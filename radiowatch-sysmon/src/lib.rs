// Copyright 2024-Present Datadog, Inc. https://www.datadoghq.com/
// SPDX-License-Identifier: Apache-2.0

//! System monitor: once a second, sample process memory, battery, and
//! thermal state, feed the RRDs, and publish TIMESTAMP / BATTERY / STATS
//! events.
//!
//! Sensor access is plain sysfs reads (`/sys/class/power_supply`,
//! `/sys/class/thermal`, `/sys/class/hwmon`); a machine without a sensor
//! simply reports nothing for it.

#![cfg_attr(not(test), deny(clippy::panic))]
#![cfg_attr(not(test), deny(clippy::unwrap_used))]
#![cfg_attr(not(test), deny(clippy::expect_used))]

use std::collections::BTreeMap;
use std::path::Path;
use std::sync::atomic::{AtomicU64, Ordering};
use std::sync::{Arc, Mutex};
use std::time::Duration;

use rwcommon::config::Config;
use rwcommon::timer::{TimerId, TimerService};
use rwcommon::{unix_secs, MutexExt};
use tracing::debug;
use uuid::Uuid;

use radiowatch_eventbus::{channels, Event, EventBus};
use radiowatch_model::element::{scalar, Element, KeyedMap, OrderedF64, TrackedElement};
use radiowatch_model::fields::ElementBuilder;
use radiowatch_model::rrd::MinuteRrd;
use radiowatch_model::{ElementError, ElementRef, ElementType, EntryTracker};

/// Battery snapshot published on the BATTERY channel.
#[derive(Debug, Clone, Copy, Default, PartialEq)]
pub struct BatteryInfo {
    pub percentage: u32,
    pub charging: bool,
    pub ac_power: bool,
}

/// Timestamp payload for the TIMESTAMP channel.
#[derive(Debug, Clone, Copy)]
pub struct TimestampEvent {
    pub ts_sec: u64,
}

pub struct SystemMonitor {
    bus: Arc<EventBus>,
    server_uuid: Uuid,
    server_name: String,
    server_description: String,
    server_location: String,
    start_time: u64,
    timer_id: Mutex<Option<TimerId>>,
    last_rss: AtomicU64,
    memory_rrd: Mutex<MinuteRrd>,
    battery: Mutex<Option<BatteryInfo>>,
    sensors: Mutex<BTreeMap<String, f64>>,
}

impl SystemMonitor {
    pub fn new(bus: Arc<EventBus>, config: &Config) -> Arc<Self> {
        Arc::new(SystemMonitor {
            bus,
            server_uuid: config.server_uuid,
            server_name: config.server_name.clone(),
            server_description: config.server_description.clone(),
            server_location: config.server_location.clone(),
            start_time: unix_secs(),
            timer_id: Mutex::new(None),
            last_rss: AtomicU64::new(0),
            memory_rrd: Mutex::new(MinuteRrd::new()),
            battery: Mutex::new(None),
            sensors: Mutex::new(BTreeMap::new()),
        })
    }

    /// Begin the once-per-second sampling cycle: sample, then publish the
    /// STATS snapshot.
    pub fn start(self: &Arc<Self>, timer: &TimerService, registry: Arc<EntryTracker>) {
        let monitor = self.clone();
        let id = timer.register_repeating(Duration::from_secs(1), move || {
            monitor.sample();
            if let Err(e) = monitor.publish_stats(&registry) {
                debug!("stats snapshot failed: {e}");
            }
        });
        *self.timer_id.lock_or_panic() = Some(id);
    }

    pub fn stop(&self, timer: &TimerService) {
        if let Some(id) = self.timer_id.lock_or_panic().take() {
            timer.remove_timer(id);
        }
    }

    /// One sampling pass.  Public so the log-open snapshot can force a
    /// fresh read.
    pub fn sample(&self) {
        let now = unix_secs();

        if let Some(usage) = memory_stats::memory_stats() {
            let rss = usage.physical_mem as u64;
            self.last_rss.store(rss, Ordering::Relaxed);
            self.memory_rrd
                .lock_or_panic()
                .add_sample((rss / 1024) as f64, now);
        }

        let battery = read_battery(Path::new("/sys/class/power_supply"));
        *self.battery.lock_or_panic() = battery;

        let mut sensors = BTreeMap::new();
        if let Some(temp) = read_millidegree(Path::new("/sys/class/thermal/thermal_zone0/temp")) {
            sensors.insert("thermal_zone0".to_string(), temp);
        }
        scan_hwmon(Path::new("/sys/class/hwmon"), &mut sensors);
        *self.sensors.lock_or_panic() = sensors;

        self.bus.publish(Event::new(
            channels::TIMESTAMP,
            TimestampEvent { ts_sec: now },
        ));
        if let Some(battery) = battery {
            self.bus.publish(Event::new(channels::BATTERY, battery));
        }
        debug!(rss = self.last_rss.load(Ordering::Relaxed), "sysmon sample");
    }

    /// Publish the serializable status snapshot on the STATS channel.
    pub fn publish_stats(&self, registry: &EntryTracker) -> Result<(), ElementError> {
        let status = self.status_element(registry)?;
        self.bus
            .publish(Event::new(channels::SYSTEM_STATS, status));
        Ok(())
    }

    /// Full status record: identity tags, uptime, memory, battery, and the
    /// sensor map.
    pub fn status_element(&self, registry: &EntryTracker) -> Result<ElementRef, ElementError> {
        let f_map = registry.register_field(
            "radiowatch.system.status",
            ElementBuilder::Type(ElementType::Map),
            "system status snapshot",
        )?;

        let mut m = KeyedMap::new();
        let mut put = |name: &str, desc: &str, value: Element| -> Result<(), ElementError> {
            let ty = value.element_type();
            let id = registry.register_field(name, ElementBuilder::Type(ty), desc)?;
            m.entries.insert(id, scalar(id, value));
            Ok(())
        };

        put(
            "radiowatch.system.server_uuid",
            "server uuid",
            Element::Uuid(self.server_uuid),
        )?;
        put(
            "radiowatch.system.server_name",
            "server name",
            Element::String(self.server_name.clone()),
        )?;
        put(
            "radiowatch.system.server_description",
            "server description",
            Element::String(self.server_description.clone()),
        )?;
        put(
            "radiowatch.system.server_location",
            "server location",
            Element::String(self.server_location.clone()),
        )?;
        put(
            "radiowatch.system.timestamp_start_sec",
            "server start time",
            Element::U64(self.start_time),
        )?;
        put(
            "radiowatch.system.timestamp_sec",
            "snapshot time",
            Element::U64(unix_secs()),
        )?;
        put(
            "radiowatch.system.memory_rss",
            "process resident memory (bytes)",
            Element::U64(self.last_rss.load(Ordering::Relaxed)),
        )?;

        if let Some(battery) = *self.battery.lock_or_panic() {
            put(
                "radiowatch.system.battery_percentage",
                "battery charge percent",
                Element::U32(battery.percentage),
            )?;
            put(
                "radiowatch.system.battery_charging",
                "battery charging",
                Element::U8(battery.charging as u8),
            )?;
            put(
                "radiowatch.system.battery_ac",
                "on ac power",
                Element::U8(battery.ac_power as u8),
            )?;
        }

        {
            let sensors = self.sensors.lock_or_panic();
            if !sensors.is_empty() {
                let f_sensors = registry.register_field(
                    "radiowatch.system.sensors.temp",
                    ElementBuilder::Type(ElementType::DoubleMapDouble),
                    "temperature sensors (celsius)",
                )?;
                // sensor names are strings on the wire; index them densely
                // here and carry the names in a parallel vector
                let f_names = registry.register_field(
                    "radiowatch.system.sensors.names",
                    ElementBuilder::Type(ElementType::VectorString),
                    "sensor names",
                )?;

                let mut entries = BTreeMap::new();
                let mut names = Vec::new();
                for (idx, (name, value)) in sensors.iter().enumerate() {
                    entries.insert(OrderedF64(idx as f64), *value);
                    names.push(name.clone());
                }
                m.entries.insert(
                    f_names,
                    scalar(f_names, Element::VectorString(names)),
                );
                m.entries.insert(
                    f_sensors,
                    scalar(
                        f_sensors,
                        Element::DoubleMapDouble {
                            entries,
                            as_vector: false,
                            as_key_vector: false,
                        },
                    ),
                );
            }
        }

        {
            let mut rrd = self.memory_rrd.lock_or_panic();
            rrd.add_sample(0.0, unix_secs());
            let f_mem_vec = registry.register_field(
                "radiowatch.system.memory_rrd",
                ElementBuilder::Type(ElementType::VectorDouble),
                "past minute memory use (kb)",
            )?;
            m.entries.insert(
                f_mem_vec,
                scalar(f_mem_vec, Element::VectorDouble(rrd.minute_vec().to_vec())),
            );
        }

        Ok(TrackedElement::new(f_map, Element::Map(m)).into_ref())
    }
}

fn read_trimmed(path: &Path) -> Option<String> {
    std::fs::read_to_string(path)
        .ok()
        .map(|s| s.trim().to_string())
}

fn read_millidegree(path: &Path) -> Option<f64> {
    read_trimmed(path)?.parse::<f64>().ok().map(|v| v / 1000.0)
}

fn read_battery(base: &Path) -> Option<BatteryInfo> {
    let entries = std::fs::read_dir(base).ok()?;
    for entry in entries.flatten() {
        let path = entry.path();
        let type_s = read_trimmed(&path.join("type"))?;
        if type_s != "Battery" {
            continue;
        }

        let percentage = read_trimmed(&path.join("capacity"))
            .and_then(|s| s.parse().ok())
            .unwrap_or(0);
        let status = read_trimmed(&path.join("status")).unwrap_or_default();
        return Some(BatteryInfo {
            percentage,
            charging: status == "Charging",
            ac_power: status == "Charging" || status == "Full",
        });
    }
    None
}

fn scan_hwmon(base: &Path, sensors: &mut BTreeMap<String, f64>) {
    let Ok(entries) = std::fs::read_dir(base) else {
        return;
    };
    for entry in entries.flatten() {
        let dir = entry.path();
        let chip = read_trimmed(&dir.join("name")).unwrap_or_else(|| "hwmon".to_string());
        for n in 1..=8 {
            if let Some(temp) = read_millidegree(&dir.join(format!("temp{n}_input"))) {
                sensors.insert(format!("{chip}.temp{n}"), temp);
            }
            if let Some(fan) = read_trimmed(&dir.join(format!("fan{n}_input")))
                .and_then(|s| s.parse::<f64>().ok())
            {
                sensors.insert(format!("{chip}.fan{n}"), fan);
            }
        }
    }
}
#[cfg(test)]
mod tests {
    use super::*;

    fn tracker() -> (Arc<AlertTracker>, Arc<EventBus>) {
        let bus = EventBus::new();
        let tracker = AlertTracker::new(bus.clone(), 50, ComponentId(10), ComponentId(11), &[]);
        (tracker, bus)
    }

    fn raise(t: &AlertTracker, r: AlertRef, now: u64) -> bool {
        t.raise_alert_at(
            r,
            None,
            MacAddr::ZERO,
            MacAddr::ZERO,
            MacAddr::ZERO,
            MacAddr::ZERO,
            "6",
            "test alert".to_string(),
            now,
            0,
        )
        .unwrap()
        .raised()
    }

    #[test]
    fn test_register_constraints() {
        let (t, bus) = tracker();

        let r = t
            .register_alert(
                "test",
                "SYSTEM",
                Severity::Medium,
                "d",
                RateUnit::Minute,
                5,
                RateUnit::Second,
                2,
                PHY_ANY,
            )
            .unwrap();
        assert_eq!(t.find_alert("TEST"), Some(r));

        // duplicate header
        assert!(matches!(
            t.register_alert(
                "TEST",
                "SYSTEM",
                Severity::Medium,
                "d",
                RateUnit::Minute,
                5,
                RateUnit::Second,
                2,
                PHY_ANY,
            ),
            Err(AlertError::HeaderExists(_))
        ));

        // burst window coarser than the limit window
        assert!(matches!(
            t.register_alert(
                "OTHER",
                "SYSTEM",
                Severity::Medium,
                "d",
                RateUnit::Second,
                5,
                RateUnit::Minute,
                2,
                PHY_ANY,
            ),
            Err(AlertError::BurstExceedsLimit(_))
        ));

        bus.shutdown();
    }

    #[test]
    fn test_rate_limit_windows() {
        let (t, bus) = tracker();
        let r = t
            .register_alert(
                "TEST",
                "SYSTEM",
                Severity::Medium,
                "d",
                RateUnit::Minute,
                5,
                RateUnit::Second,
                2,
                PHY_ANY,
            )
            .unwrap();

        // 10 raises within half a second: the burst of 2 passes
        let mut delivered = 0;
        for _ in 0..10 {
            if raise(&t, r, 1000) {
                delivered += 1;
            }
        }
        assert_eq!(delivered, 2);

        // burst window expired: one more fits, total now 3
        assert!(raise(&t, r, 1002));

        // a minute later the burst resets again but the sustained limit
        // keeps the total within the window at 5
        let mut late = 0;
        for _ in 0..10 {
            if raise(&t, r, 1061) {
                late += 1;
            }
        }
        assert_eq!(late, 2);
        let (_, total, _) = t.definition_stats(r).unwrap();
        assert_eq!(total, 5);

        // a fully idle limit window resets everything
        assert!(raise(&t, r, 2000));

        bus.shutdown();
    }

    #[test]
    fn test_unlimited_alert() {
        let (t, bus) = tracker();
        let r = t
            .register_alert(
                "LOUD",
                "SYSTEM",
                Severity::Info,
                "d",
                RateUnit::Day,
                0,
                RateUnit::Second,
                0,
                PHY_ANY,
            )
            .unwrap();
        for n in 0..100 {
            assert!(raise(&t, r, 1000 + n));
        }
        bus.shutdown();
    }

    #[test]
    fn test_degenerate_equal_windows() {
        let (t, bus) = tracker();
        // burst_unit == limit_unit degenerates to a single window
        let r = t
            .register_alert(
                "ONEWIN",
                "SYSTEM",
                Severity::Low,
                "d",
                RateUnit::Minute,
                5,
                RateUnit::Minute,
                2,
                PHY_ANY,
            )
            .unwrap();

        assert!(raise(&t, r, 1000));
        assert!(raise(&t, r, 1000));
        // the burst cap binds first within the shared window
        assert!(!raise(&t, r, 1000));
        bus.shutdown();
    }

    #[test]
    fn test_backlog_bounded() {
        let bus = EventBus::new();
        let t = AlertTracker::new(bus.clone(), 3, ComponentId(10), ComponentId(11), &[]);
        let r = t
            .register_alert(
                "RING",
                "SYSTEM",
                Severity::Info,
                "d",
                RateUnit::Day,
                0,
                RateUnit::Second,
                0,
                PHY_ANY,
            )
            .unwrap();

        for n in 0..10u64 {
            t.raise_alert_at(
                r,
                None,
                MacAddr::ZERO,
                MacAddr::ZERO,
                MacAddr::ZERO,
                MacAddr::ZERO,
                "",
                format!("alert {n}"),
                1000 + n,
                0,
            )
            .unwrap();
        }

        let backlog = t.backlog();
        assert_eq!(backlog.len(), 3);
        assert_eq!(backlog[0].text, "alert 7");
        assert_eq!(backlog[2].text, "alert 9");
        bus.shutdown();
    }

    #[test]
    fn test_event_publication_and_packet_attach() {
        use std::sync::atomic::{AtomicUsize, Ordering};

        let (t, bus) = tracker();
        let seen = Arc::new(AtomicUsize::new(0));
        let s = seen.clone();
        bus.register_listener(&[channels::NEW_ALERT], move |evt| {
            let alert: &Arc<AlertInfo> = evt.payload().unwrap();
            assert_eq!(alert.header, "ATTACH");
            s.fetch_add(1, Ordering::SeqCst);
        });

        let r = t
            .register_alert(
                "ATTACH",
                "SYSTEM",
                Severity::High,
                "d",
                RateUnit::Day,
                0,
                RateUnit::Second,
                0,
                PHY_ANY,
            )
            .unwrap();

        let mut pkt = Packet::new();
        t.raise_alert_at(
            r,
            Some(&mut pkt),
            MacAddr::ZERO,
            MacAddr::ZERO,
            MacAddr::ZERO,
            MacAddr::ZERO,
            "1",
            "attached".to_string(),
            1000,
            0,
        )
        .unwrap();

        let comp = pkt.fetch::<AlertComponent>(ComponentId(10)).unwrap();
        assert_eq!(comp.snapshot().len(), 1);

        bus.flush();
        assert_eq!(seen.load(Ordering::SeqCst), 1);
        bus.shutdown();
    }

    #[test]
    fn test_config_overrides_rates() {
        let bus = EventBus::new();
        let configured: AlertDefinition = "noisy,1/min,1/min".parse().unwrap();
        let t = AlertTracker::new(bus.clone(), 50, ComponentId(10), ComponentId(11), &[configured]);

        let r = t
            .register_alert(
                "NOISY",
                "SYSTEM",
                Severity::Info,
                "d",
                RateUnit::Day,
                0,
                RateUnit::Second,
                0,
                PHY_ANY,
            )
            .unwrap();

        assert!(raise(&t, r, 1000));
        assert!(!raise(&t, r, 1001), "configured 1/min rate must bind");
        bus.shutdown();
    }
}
-=-=-=-=-
§ **Description of the task**:
Pull every line holding "KeyedMap" out of the records.

§ **Completed exercise**:
use radiowatch_model::element::{scalar, Element, KeyedMap, OrderedF64, TrackedElement};
        let mut m = KeyedMap::new();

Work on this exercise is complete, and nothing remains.